Since that looks like an object, with a key and a value, we should create one.

``````const findMostCommonElement = (array) => {
let object = {};
};
``````

Next we add a `for` loop that fills out our object keys and their values. We want to look at each element in the array (each '0' or '1') and if it isn't a key our object, we're going to add it and specify that it's now been seen once. If it is a key in the object, we're going to increase the number of times it's been seen by 1.

``````const findMostCommonElement = (array) => {
let object = {};

for (let i = 0; i < array.length; i++) {
let element = array[i];
if (object[element] == null) object[element] = 1;
else object[element]++;
}
};
``````

This is what finally gives us our tally of `{'0': 2, '1': 10`}. Next we need to grab the bigger of those two values, find its key, and add that key to the `gammaValue`. We can actually find the biggest value with one line.

``````    let value = Math.max(...Object.values(object));
``````

First, let's look inside the parentheses. `...Object.values(object)` gives us the values of the object. Since our object is `{'0': 2, '1': 10}`, we'll get `[2, 10]`. `Math.max` looks at that `[2, 10]` and tells us which is larger. So the `value` we're getting back is 10.

In the next line, we're going to go backwards: look at the object and find the key that has the given value.

`gammaValue.push(Object.keys(object).find((key) => object[key] === value));`

There's not a given function to do this, so we use `Object.keys().find()` to look at each of the keys of our object and find something. `(key) => object[key] === value` says to find the key where its value equals the value we've specified above (with `let value =`).

The key we'll get back is `1`, so that's what we're going to add to our `gammaValue` array.

Now we just need to do this 11 more times.
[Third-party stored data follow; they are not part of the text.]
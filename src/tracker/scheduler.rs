//! Tick scheduling
//!
//! `BlockPoller` asks each chain's node for its head on an interval and feeds
//! the BlockTracker. `TickScheduler` listens for block advances and runs one
//! reconciliation tick per advance, never two at once.

use super::engine::ReconciliationEngine;
use crate::error::TrackerError;
use crate::services::NodeProvider;
use crate::store::{BlockTracker, BlockUpdate};
use crate::types::ChainId;
use std::sync::Arc;
use std::time::Duration;
use tokio::sync::watch;
use tokio_stream::wrappers::errors::BroadcastStreamRecvError;
use tokio_stream::wrappers::{BroadcastStream, IntervalStream};
use tokio_stream::StreamExt;
use tracing::{debug, info, warn};

pub struct TickScheduler {
    engine: Arc<ReconciliationEngine>,
}

impl TickScheduler {
    pub fn new(engine: Arc<ReconciliationEngine>) -> Self {
        Self { engine }
    }

    /// Runs until `shutdown` flips to true or the block feed closes
    pub async fn run(self, mut shutdown: watch::Receiver<bool>) {
        let mut updates = BroadcastStream::new(self.engine.blocks().subscribe());
        let mut suspended = false;
        info!("Tick scheduler started");

        loop {
            tokio::select! {
                changed = shutdown.changed() => {
                    if changed.is_err() || *shutdown.borrow() {
                        break;
                    }
                }
                next = updates.next() => match next {
                    Some(Ok(BlockUpdate { chain_id, block_number })) => {
                        debug!("Block {} on chain {}", block_number, chain_id);
                        self.run_tick(chain_id, &mut suspended).await;
                    }
                    Some(Err(BroadcastStreamRecvError::Lagged(missed))) => {
                        // Missed updates: catch every chain up once
                        warn!("Tick scheduler lagged by {} block updates", missed);
                        for chain_id in self.engine.store().chains() {
                            self.run_tick(chain_id, &mut suspended).await;
                        }
                    }
                    None => break,
                },
            }
        }
        info!("Tick scheduler stopped");
    }

    async fn run_tick(&self, chain_id: ChainId, suspended: &mut bool) {
        match self.engine.tick(chain_id).await {
            Ok(report) => {
                if *suspended {
                    info!("Account connected - polling resumed");
                    *suspended = false;
                }
                if report.polled() > 0 {
                    debug!(
                        "Tick chain {}: {} reconciled, {} failed",
                        chain_id,
                        report.outcomes.len(),
                        report.failures.len()
                    );
                }
            }
            Err(TrackerError::NoActiveAccount) => {
                if !*suspended {
                    warn!("No active account - transaction polling suspended");
                    *suspended = true;
                }
            }
            Err(e) => warn!("Tick failed on chain {}: {}", chain_id, e),
        }
    }
}

pub struct BlockPoller {
    node: Arc<dyn NodeProvider>,
    blocks: Arc<BlockTracker>,
    chains: Vec<ChainId>,
    interval: Duration,
}

impl BlockPoller {
    pub fn new(node: Arc<dyn NodeProvider>, blocks: Arc<BlockTracker>, chains: Vec<ChainId>, interval_ms: u64) -> Self {
        Self {
            node,
            blocks,
            chains,
            interval: Duration::from_millis(interval_ms),
        }
    }

    /// Fetch every chain's head once. Returns how many chains advanced.
    pub async fn poll_once(&self) -> usize {
        let mut advanced = 0;
        for &chain_id in &self.chains {
            match self.node.get_block_number(chain_id).await {
                Ok(block_number) => {
                    if self.blocks.update(chain_id, block_number) {
                        advanced += 1;
                    }
                }
                Err(e) => warn!("Block number fetch failed on chain {}: {}", chain_id, e),
            }
        }
        advanced
    }

    pub async fn run(self, mut shutdown: watch::Receiver<bool>) {
        let mut ticks = IntervalStream::new(tokio::time::interval(self.interval));
        info!("Block poller started ({} chains, every {:?})", self.chains.len(), self.interval);

        loop {
            tokio::select! {
                changed = shutdown.changed() => {
                    if changed.is_err() || *shutdown.borrow() {
                        break;
                    }
                }
                tick = ticks.next() => {
                    if tick.is_none() {
                        break;
                    }
                    self.poll_once().await;
                }
            }
        }
        info!("Block poller stopped");
    }
}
## Finding the most common element in each array

Above, we created an array of arrays and named it `arrays`.

We need to pass each of its inner arrays to our function that figures out whether `0` or `1` appears most often and adds it to the `gammaValue`. Below, "element" represents one of the smaller arrays (because each is an element of `arrays`):

`arrays.forEach((element) => findMostCommonElement(element));`

Once this is done, we'll have checked each character position of our input strings and have our final `gammaValue`.

## Finding the least common elements

Remember since our strings represent binary numbers, we're only working with 0s and 1s. If `0` occurred the most, that means `1` occurred the least. Knowing this, we don't need to go back through every piece of our original input, we just need to go back over our `gammaValue`. The opposite of that will be what our puzzle calls the `epsilonValue`.

``````const findEpsilonValue = (gammaValue) => {
for (let i = 0; i < gammaValue.length; i++) {
if (gammaValue[i] == 0) {
epsilonValue.push("1");
} else {
epsilonValue.push("0");
}
}
};

findEpsilonValue(gammaValue);
``````

Looking at each element of the gammaValue (remember we created an array), if it equals '0', we're going to push '1' onto our `epsilonValue`, otherwise (i.e., if it equals '1'), we're going to push '0' onto our 'epsilonValue`.

## Getting the decimal values

Now, we have 2 arrays: the `gammaValue` and the `epsilonValue`. When we join the values of each array together, we'll have 2 strings that represent binary numbers. We need the decimal values of those to get our final answer. Luckily we have a function that will do this for us: `parseInt` will take a string value and the base of that string value and then give us back an integer in base 10.

``````  let gammaDecimal = parseInt(gammaValue.join(""), 2);
let epsilonDecimal = parseInt(epsilonValue.join(""), 2);
``````

Now, we can take the `gammaDecimal`, multiple it by the `epsilonDecimal`, and that is the answer to our puzzle.